» Work instruction: Quote the lines below exactly, from the one that holds "-> Result<(), Error>;" through the final line of the records, and only those.

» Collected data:
//! Defines the storage the cancellation workflow reads from and writes to.

use std::sync::{Arc, Mutex};

use rusqlite::Connection;
use time::OffsetDateTime;

use crate::{
    Error, UserID,
    subscription::{SubscriptionId, get_subscription, set_cancellation},
};

/// Reads and writes the cancellation time of subscriptions.
pub trait CancellationStore: Send + Sync {
    /// Get the time the subscription was cancelled, or `None` if it is active.
    ///
    /// # Errors
    ///
    /// Returns [Error::NotFound] if `user_id` has no subscription with that ID.
    fn get_cancelled_at(
        &self,
        subscription_id: SubscriptionId,
        user_id: UserID,
    ) -> Result<Option<OffsetDateTime>, Error>;

    /// Set or clear the time the subscription was cancelled.
    ///
    /// # Errors
    ///
    /// Returns [Error::NotFound] if `user_id` has no subscription with that ID.
    fn set_cancellation(
        &self,
        subscription_id: SubscriptionId,
        user_id: UserID,
        cancelled_at: Option<OffsetDateTime>,
    ) -> Result<(), Error>;
}

/// Reads and writes cancellation times in the SQLite subscriptions table.
#[derive(Debug, Clone)]
pub struct SQLiteCancellationStore {
    connection: Arc<Mutex<Connection>>,
}

impl SQLiteCancellationStore {
    /// Create a new cancellation store with a SQLite database.
    pub fn new(connection: Arc<Mutex<Connection>>) -> Self {
        Self { connection }
    }
}

impl CancellationStore for SQLiteCancellationStore {
    fn get_cancelled_at(
        &self,
        subscription_id: SubscriptionId,
        user_id: UserID,
    ) -> Result<Option<OffsetDateTime>, Error> {
        let connection = self
            .connection
            .lock()
            .map_err(|_| Error::DatabaseLockError)?;

        get_subscription(subscription_id, user_id, &connection)
            .map(|subscription| subscription.cancelled_at)
    }

    fn set_cancellation(
        &self,
        subscription_id: SubscriptionId,
        user_id: UserID,
        cancelled_at: Option<OffsetDateTime>,
    ) -> Result<(), Error> {
        let connection = self
            .connection
            .lock()
            .map_err(|_| Error::DatabaseLockError)?;

        set_cancellation(subscription_id, user_id, cancelled_at, &connection)
    }
}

» Answer section:
    ) -> Result<(), Error>;
}

/// Reads and writes cancellation times in the SQLite subscriptions table.
#[derive(Debug, Clone)]
pub struct SQLiteCancellationStore {
    connection: Arc<Mutex<Connection>>,
}

impl SQLiteCancellationStore {
    /// Create a new cancellation store with a SQLite database.
    pub fn new(connection: Arc<Mutex<Connection>>) -> Self {
        Self { connection }
    }
}

impl CancellationStore for SQLiteCancellationStore {
    fn get_cancelled_at(
        &self,
        subscription_id: SubscriptionId,
        user_id: UserID,
    ) -> Result<Option<OffsetDateTime>, Error> {
        let connection = self
            .connection
            .lock()
            .map_err(|_| Error::DatabaseLockError)?;

        get_subscription(subscription_id, user_id, &connection)
            .map(|subscription| subscription.cancelled_at)
    }

    fn set_cancellation(
        &self,
        subscription_id: SubscriptionId,
        user_id: UserID,
        cancelled_at: Option<OffsetDateTime>,
    ) -> Result<(), Error> {
        let connection = self
            .connection
            .lock()
            .map_err(|_| Error::DatabaseLockError)?;

        set_cancellation(subscription_id, user_id, cancelled_at, &connection)
    }
}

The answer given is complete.